Speed Bump #922

When did the noun “gift” become a verb?  “I gifted her a birthday present” sounds retarded, not to say redundant or even worse, pretentious.

It’s even made even worse by adding the superfluous preposition “with”.  “I gifted her with a birthday present” sounds so stupidly convoluted and verbose, it could be Jesse Jackson speaking.

There’s a perfectly good word to describe the act of giving:  it’s called “giving”.  By definition, when one gives something to someone, it’s a fucking gift.

I know that I am somewhat guilty of turning a noun into a verb is that I call this same foul trend “verbing” — but of course I’m being ironic by turning the concept against itself.

Don’t get me started.  Every time someone spouts that nonsense, I want to gift them with a kick in the groin.

21 comments

  1. From a Calvin & Hobbes strip:

    C: I like to verb words
    H: What’s that?

    C: It’s when you take a noun or adjective and use it as a verb. Remember when “access” was something you had? Now it’s something you do. It got verbed.

    C: Verbing weirds language.
    H: Perhaps, some day, we can make language a complete impediment to understanding.

  2. I sympathize. I have my own grammatical peeves. The singular “they” is a locution I positively *loathe*. Sure, it’s been used historically, but only recently has it been weaponized in the feminist war on masculinity. Must remove all traces of the male from civilization! Smash Patriarchy!

    Gag. Get back to me when *women* build, maintain, and defend a functional civilization. Until then, rule-by-fathers is the only proven method for dragging humanity out of the muck of matrilineal savagery.

  3. Kim is a ‘gifted’ blogger.
    I am a ‘gifted’ blog reader.

    No need to ‘gift’ my groin [with] a kick.
    One of our mules tried that a couple-three weeks ago; I won’t tolerate rudeness, I went ‘full-mule’ on her to re-establish the order in our relationship.
    She won’t try that again for awhile.
    If I lose, we all lose.

  4. I think it is funny when the European languages adopt English words as their own. The French accept “weekend” in the same way we do, “up-to-date” is used and understood by German speakers without causing much pain.
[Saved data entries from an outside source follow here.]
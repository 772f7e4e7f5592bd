use tera::{Context, Tera};
use thiserror::Error;
use tracing::warn;

use glassdesk_core::domain::record::{ServiceRecord, StatusTone};
use glassdesk_core::domain::session::{Channel, GREETING};
use glassdesk_core::identifier::EntityType;

/// Used when a template fails to render.
pub const PLAIN_FALLBACK: &str = "Desculpe, não consegui entender completamente sua solicitação. \
Como posso te ajudar hoje?";

#[derive(Debug, Error)]
pub enum FormatterError {
    #[error("reply template error: {0}")]
    Template(#[from] tera::Error),
}

#[derive(Clone, Copy, Debug, PartialEq, Eq)]
enum Reply {
    Status,
    NotFound,
    AskForIdentifier,
    Escalation,
    Forwarded,
}

impl Reply {
    fn template(self, channel: Channel) -> &'static str {
        match (self, channel) {
            (Self::Status, Channel::Web) => "web/status.html",
            (Self::Status, Channel::Whatsapp) => "whatsapp/status.txt",
            (Self::NotFound, Channel::Web) => "web/not_found.html",
            (Self::NotFound, Channel::Whatsapp) => "whatsapp/not_found.txt",
            (Self::AskForIdentifier, Channel::Web) => "web/ask_for_identifier.html",
            (Self::AskForIdentifier, Channel::Whatsapp) => "whatsapp/ask_for_identifier.txt",
            (Self::Escalation, Channel::Web) => "web/escalation.html",
            (Self::Escalation, Channel::Whatsapp) => "whatsapp/escalation.txt",
            (Self::Forwarded, Channel::Web) => "web/forwarded.html",
            (Self::Forwarded, Channel::Whatsapp) => "whatsapp/forwarded.txt",
        }
    }
}

/// Renders every customer-facing reply. Web templates are HTML-escaped and
/// carry a status tag; WhatsApp templates use `*bold*` markup.
#[derive(Clone, Debug)]
pub struct ResponseFormatter {
    tera: Tera,
}

impl ResponseFormatter {
    pub fn new() -> Result<Self, FormatterError> {
        let mut tera = Tera::default();
        tera.add_raw_templates(vec![
            (
                "common/identifiers.txt",
                include_str!("../../../templates/replies/common/identifiers.txt.tera"),
            ),
            (
                "common/need_identification.txt",
                include_str!("../../../templates/replies/common/need_identification.txt.tera"),
            ),
            (
                "common/fallback.txt",
                include_str!("../../../templates/replies/common/fallback.txt.tera"),
            ),
            ("web/status.html", include_str!("../../../templates/replies/web/status.html.tera")),
            (
                "web/not_found.html",
                include_str!("../../../templates/replies/web/not_found.html.tera"),
            ),
            (
                "web/ask_for_identifier.html",
                include_str!("../../../templates/replies/web/ask_for_identifier.html.tera"),
            ),
            (
                "web/escalation.html",
                include_str!("../../../templates/replies/web/escalation.html.tera"),
            ),
            (
                "web/forwarded.html",
                include_str!("../../../templates/replies/web/forwarded.html.tera"),
            ),
            (
                "whatsapp/status.txt",
                include_str!("../../../templates/replies/whatsapp/status.txt.tera"),
            ),
            (
                "whatsapp/not_found.txt",
                include_str!("../../../templates/replies/whatsapp/not_found.txt.tera"),
            ),
            (
                "whatsapp/ask_for_identifier.txt",
                include_str!("../../../templates/replies/whatsapp/ask_for_identifier.txt.tera"),
            ),
            (
                "whatsapp/escalation.txt",
                include_str!("../../../templates/replies/whatsapp/escalation.txt.tera"),
            ),
            (
                "whatsapp/forwarded.txt",
                include_str!("../../../templates/replies/whatsapp/forwarded.txt.tera"),
            ),
        ])?;
        Ok(Self { tera })
    }

    /// Lookup success. A summary supplied by the backend wins over the template.
    pub fn status(&self, record: &ServiceRecord, channel: Channel) -> String {
        if let Some(summary) = record.summary.as_deref().filter(|text| !text.trim().is_empty()) {
            return summary.to_string();
        }

        let mut context = Context::new();
        context.insert("name", &record.name);
        context.insert("status", &record.status);
        context.insert("tone", tone_class(record.status_tone()));
        context.insert("order_id", &record.order_id);
        context.insert("service_type", &record.service_type);
        context.insert("model", &record.vehicle.model);
        context.insert("plate", &record.vehicle.plate);
        self.render(Reply::Status.template(channel), &context)
    }

    pub fn not_found(&self, id_type: EntityType, channel: Channel) -> String {
        let mut context = Context::new();
        context.insert("id_label", id_type.display_name());
        self.render(Reply::NotFound.template(channel), &context)
    }

    pub fn ask_for_identifier(&self, channel: Channel) -> String {
        self.render(Reply::AskForIdentifier.template(channel), &Context::new())
    }

    pub fn need_identification(&self, _channel: Channel) -> String {
        self.render("common/need_identification.txt", &Context::new())
    }

    pub fn escalation(&self, escalation_id: &str, channel: Channel) -> String {
        let mut context = Context::new();
        context.insert("escalation_id", escalation_id);
        self.render(Reply::Escalation.template(channel), &context)
    }

    pub fn forwarded(&self, escalation_id: Option<&str>, channel: Channel) -> String {
        let mut context = Context::new();
        context.insert("escalation_id", &escalation_id);
        self.render(Reply::Forwarded.template(channel), &context)
    }

    pub fn fallback(&self, _channel: Channel) -> String {
        self.render("common/fallback.txt", &Context::new())
    }

    pub fn greeting(&self) -> String {
        GREETING.to_string()
    }

    fn render(&self, template: &str, context: &Context) -> String {
        match self.tera.render(template, context) {
            Ok(text) => text.trim_end().to_string(),
            Err(error) => {
                warn!(
                    event_name = "formatter.render_failed",
                    template,
                    error = %error,
                    "reply template failed to render"
                );
                PLAIN_FALLBACK.to_string()
            }
        }
    }
}

fn tone_class(tone: StatusTone) -> &'static str {
    match tone {
        StatusTone::Complete => "complete",
        StatusTone::InProgress => "progress",
        StatusTone::Scheduled => "scheduled",
        StatusTone::Other => "other",
    }
}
Say “Okay” anywhere in Europe and it is, well, okay.

    But American English has brought foreign words intact into our daily parlance for years and years and we accept that as a norm.

    A pet peeve of mine is making a noun out of the verb “install”. So it goes both ways, I guess.

    1. Installation fulfilled the noun form of install for decades. What was wrong with that word?

      I don’t have a gripe with “Plated”, either in the manufacturing sector or in food services. Among chefs and waiters, “Plated” means, approximately, “place the elements of the food to be presented to the customer on the plate on which he is to be served the food.” Every industry has its words that are “terms of art”, to streamline the expression of complex concepts.

      Just don’t get me started on the misuse of the apostrophe.
      Even Ivan Jesse Curtis, the artist who drew my treasured print of “All of My Heroe’s Are Cowboys” made that error. In 1985!!! The rot goes deep and continues as we speak.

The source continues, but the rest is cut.